Moms tweak the timbre of their voice when talking to their babies
Voices carry so much information. Joy and anger, desires, comfort, vocabulary lessons. As babies learn about their world, the voice of their mother is a particularly powerful tool. One way mothers wield that tool is by speaking in the often ridiculous, occasionally condescending baby talk.
Also called “motherese,” this is a high-pitched, exaggerated language full of short, slow phrases and big vocal swoops. And when confronted with a tiny human, pretty much everybody — not just mothers, fathers and grandparents — instinctively does it.
Now, a study has turned up another way mothers modulate their voice during baby talk. Instead of focusing on changes such as pitch and rhythm, the researchers focused on timbre, the “color” or quality of a sound.
Timbre is a little bit nebulous, kind of a “know it when you hear it” sort of thing. For instance, the timbre of a reedy clarinet differs from a bombastic trumpet, even when both instruments are hitting the same note. The same is true for voices: When you hear the song “Hurt,” you don’t need to check whether it’s Nine Inch Nails’ Trent Reznor or Johnny Cash singing it. The vocal fingerprints make it obvious.
It turns out that timbre isn’t set in stone.
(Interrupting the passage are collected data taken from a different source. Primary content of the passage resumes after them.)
//! Overlap between two collections of neighbor sets.

use std::collections::HashSet;

use crate::error::NeighborError;

/// Mean fraction of `reference` neighbors that also appear in `candidate`.
///
/// Sets are compared position by position; positions whose reference set is
/// empty are skipped. Returns 1.0 when nothing is comparable.
///
/// # Errors
///
/// Returns [`NeighborError::SetCountMismatch`] if the two collections do not
/// have the same number of sets.
///
/// ```
/// use vecchia_neighbors::neighbor_recall;
///
/// let exact = vec![vec![], vec![0], vec![1, 0]];
/// let fast = vec![vec![], vec![0], vec![1, 2]];
/// assert_eq!(neighbor_recall(&fast, &exact).unwrap(), Ok(0.75));
/// ```
pub fn neighbor_recall(
    candidate: &[Vec<usize>],
    reference: &[Vec<usize>],
) -> Result<f64, NeighborError> {
    if candidate.len() != reference.len() {
        return Err(NeighborError::SetCountMismatch {
            expected: reference.len(),
            got: candidate.len(),
        });
    }
    let mut total = 0.0;
    let mut counted = 0usize;
    for (got, want) in candidate.iter().zip(reference) {
        if want.is_empty() {
            continue;
        }
        let got: HashSet<usize> = got.iter().copied().collect();
        let hits = want.iter().filter(|&&j| got.contains(&j)).count();
        total += hits as f64 / want.len() as f64;
        counted += 1;
    }
    if counted == 0 {
        return Ok(1.0);
    }
    Ok(total / counted as f64)
}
People — mothers, in particular — change their timbre, depending on whether they’re talking to their baby or to an adult, scientists report online October 12 in Current Biology.
For the study, 12 English-speaking moms brought their babies into a Princeton lab. Researchers recorded the women talking to or reading to their 7- to 12-month old babies, and talking with an adult.
Vocal fingerprint
The unique “color” or quality of a voice is called timbre. You can hear timbre differences here, when two women say the same sound.
An algorithm sorted through timbre data taken from both baby- and adult-directed speech, and used this input to make a mathematical classifier. Based on snippets of speech, the classifier then could tell whether a mother was talking with an adult or with her baby. The timbre differences between baby- and adult-directed speech were obvious enough that a computer program could tell them apart.
Similar timbre shifts were obvious in other languages, too, the researchers found. These baby-directed shifts happened in 12 different women who spoke Cantonese, French, German, Hebrew, Hungarian, Polish, Russian, Mandarin or Spanish — a consistency that suggests this aspect of baby talk is universal.
Defined mathematically, these timbre shifts were consistent across women and across languages, but it’s still not clear what vocal qualities drove the change. “It likely combines several features, such as brightness, breathiness, purity or nasality,” says study coauthor Elise Piazza, a cognitive neuroscientist at Princeton University. She and her colleagues plan on studying these attributes to see whether babies pay more attention to some of them.
It’s not yet known whether babies perceive and use the timbre information from their mother. Babies recognize their mother’s voice; it’s possible they recognize their mother’s baby-directed timbre, too. Babies can tell timbre differences between musical instruments, so they can probably detect timbre differences in spoken language, Piazza says.
The work “highlights a new cue that mothers implicitly use,” Piazza says. The purpose of this cue isn’t clear yet, but the researchers suspect that the timbre change may emotionally engage babies and help them learn language.
People may not reserve timbre shifts just for babies, Piazza points out. Politicians talking to voters, middle school teachers talking to a classroom, and lovers whispering to each other may all tweak their timbre to convey … something.